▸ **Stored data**
□ □ □ □ □ □ □

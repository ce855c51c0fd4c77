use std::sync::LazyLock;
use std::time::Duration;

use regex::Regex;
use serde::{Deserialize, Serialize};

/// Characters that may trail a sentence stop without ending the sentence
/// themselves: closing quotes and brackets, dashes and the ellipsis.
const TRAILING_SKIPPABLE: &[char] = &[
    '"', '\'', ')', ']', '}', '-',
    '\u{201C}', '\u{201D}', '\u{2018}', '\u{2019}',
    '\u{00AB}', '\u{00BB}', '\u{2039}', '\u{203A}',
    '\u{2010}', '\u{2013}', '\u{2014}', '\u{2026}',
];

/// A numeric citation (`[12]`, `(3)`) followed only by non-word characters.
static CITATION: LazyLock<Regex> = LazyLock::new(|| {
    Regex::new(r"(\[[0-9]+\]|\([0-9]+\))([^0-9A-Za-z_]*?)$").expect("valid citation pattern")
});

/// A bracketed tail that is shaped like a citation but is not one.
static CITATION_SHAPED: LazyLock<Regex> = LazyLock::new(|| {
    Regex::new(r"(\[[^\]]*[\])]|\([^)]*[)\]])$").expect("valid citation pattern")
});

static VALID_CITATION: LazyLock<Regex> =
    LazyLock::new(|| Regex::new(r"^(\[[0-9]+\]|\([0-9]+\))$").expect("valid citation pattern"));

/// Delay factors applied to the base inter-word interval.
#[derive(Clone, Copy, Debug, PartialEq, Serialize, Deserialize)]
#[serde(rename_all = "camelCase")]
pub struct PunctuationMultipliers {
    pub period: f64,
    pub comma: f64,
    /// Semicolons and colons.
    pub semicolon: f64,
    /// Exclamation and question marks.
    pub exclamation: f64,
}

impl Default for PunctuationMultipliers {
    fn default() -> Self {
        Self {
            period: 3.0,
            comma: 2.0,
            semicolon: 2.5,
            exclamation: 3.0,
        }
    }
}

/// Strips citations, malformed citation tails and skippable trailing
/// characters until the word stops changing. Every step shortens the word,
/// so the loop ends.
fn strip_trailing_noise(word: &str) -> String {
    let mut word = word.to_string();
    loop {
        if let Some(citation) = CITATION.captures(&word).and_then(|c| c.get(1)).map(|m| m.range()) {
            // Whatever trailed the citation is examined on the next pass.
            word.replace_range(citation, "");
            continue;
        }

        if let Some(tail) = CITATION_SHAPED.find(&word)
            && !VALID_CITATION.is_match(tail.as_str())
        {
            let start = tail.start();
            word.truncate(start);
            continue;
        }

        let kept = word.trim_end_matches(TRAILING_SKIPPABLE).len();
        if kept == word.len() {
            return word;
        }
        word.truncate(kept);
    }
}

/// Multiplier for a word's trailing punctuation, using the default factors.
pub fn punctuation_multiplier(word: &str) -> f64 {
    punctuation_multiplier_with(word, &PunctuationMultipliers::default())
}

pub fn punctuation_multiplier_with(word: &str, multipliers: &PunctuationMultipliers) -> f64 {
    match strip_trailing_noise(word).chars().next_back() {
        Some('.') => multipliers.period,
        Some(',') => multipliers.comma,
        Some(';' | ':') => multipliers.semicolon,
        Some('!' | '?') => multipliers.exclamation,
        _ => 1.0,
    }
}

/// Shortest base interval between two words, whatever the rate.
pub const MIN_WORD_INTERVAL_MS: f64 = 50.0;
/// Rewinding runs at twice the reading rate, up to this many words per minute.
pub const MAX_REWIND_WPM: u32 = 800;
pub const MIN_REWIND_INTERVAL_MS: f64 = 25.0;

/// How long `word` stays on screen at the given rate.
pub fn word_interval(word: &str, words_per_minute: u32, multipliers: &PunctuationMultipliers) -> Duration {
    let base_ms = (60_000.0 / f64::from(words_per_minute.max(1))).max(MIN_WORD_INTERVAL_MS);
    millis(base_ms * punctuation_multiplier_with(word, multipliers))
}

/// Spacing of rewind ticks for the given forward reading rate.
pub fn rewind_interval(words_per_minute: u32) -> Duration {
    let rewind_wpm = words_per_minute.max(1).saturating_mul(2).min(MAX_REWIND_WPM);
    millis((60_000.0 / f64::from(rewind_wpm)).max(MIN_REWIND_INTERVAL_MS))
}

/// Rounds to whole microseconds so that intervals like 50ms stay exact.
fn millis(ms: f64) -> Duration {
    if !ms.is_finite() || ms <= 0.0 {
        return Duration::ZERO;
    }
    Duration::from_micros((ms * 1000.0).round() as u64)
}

□ □ □ □ □ □ □

▸ **The task**
Return, word for word, the lines of the data above from the line with "const TRAILING_SKIPPABLE: &[char]" through the line with "static VALID_CITATION: LazyLock<Regex>", inclusive.

▸ **Worked solution**
const TRAILING_SKIPPABLE: &[char] = &[
    '"', '\'', ')', ']', '}', '-',
    '\u{201C}', '\u{201D}', '\u{2018}', '\u{2019}',
    '\u{00AB}', '\u{00BB}', '\u{2039}', '\u{203A}',
    '\u{2010}', '\u{2013}', '\u{2014}', '\u{2026}',
];

/// A numeric citation (`[12]`, `(3)`) followed only by non-word characters.
static CITATION: LazyLock<Regex> = LazyLock::new(|| {
    Regex::new(r"(\[[0-9]+\]|\([0-9]+\))([^0-9A-Za-z_]*?)$").expect("valid citation pattern")
});

/// A bracketed tail that is shaped like a citation but is not one.
static CITATION_SHAPED: LazyLock<Regex> = LazyLock::new(|| {
    Regex::new(r"(\[[^\]]*[\])]|\([^)]*[)\]])$").expect("valid citation pattern")
});

static VALID_CITATION: LazyLock<Regex> =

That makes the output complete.